Ini bukan waktunya berteori panjang. Sudah lama negeri ini bergerak ke arah ketunabudayaan, meski jargon penguatan budaya terus didengungkan. Padahal budaya adalah soal menjadi manusia. Manusia spiritual, manusia moral, manusia estetis, dan manusia yang sadar dan berpikir. Ia berakar pada concern-concern kemanusiaan yang paling dalam, sebagai makhluk sekaligus pengejawantahan ketuhanan, sebagai bagian dari persaudaraan kemanusiaan, bahkan persaudaraan kemakhlukan, yang cirinya adalah memiliki fitrah cinta kebenaran, kebaikan, dan keindahan.
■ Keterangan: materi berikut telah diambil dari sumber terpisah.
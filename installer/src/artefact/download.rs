//! Release archive retrieval.
//!
//! Provides a trait-based abstraction for fetching archive bytes so that the
//! install pipeline can be exercised without network access.

use log::debug;
use std::sync::OnceLock;
use std::time::Duration;

/// Network timeout for a whole archive download.
const DOWNLOAD_TIMEOUT: Duration = Duration::from_secs(60);

/// Upper bound on the archive size accepted from the server (512 MiB).
pub const MAX_ARCHIVE_BYTES: u64 = 512 * 1024 * 1024;

/// Trait for fetching release archives.
///
/// Abstractions allow tests to mock HTTP behaviour without network access.
///
/// # Examples
///
/// ```
/// use azguard_installer::artefact::download::HttpFetcher;
///
/// let fetcher = HttpFetcher;
/// // Use fetcher.fetch("https://...") in production
/// ```
#[cfg_attr(test, mockall::automock)]
pub trait ArtefactFetcher {
    /// Fetch the body at `url`.
    ///
    /// # Errors
    ///
    /// Returns an error on network failure or a non-success status.
    fn fetch(&self, url: &str) -> Result<Vec<u8>, DownloadError>;
}

/// Errors arising from archive download operations.
#[derive(Debug, thiserror::Error)]
pub enum DownloadError {
    /// HTTP request failed.
    #[error("download failed for {url}: {reason}")]
    HttpError {
        /// The URL that was requested.
        url: String,
        /// A human-readable description of the failure.
        reason: String,
    },

    /// The requested artefact was not found (HTTP 404).
    #[error("artefact not found: {url}")]
    NotFound {
        /// The URL that returned 404.
        url: String,
    },

    /// The URL does not use HTTPS.
    #[error("refusing to download over an insecure scheme: {url}")]
    InsecureUrl {
        /// The rejected URL.
        url: String,
    },

    /// The response body exceeded [`MAX_ARCHIVE_BYTES`].
    #[error("download from {url} exceeds the {limit}-byte limit")]
    TooLarge {
        /// The URL being read.
        url: String,
        /// The byte limit that was exceeded.
        limit: u64,
    },

    /// I/O error while reading the response body.
    #[error("I/O error reading download: {0}")]
    Io(#[from] std::io::Error),
}

/// HTTP-based fetcher using `ureq`.
#[derive(Debug, Clone, Copy, Default)]
pub struct HttpFetcher;

impl ArtefactFetcher for HttpFetcher {
    fn fetch(&self, url: &str) -> Result<Vec<u8>, DownloadError> {
        if !is_https(url) {
            return Err(DownloadError::InsecureUrl {
                url: url.to_owned(),
            });
        }
        debug!("fetching {url}");
        let response = http_agent()
            .get(url)
            .call()
            .map_err(|e| map_ureq_error(url, &e))?;
        let mut body = response.into_body();
        read_limited(&mut body, url)
    }
}

/// Return whether `url` uses the `https` scheme.
#[must_use]
pub fn is_https(url: &str) -> bool {
    url.get(..8)
        .is_some_and(|scheme| scheme.eq_ignore_ascii_case("https://"))
}

/// Read the whole body, failing once it exceeds [`MAX_ARCHIVE_BYTES`].
fn read_limited(body: &mut ureq::Body, url: &str) -> Result<Vec<u8>, DownloadError> {
    let bytes = body
        .with_config()
        .limit(MAX_ARCHIVE_BYTES)
        .read_to_vec()
        .map_err(|e| map_ureq_error(url, &e))?;
    debug!("fetched {} bytes from {url}", bytes.len());
    Ok(bytes)
}

/// Shared `ureq` agent with request timeout configuration.
fn http_agent() -> &'static ureq::Agent {
    static AGENT: OnceLock<ureq::Agent> = OnceLock::new();
    AGENT.get_or_init(|| {
        let config = ureq::Agent::config_builder()
            .timeout_global(Some(DOWNLOAD_TIMEOUT))
            .build();
        ureq::Agent::new_with_config(config)
    })
}

/// Map a ureq error to a [`DownloadError`].
fn map_ureq_error(url: &str, err: &ureq::Error) -> DownloadError {
    match err {
        ureq::Error::StatusCode(404) => DownloadError::NotFound {
            url: url.to_owned(),
        },
        ureq::Error::BodyExceedsLimit(limit) => DownloadError::TooLarge {
            url: url.to_owned(),
            limit: *limit,
        },
        ureq::Error::Io(e) => DownloadError::Io(std::io::Error::new(e.kind(), e.to_string())),
        other => DownloadError::HttpError {
            url: url.to_owned(),
            reason: other.to_string(),
        },
    }
}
Segala yang kurang dari itu, betapa pun dikemas dalam sofistikasi dan citra kemajuan dan peradaban, adalah antibudaya. Budaya adalah sumber keutuhan dan integritas kehidupan manusia. Dengan demikian juga sumber kesejahteraan dan kebahagiaan hidupnya. Akibat yang kita lihat sekarang ini, manusia Indonesia makin jauh dari spritualitas-kemanusiaannya. Integritasnya tergerus, kita makin terbenam dalam banalitas. Tak ada apresiasi pada kedalaman, dan keindahan.

Strategi Budaya

Soal inilah yang terngiang-ngiang di benak saya saat saya bersiap-siap ketemu Pak Jokowi beberapa waktu lalu. Negeri kita sudah lama kosong strategi budaya. Dan, jangan salah. Kekosongan ini bukan berarti perkembangan budaya berjalan sendiri. Melainkan, vacuum yang ada akan didesaki oleh budaya “asing”, yang belum tentu sejalan secara organis dengan budaya kita. Terkesan chauvinistik? Xenofobik? Nanti dulu. Kenyataannya sekarang, lapangan “budaya” zaman ini sudah jadi bulan-bulanan hegemoni ekonomi, komersialisme para pemilik kapital besar. Sendirian saja kekuatan mereka sudah begitu besar. Apalagi dalam kenyataannya ia masih berselingkuh dengan kekuatan-kekuatan politik dan ideologis, yang dipaksakan lewat kekuatan maha dahsyat media massa yang menginvasi dengan derasnya. Kesemuanya itu didukung oleh teknologi audiovisual dan IT yang luar biasa canggih dan berkembang terus dengan pesat, hingga menyusup ke dalam ruang-ruang paling privat masyarakat kita.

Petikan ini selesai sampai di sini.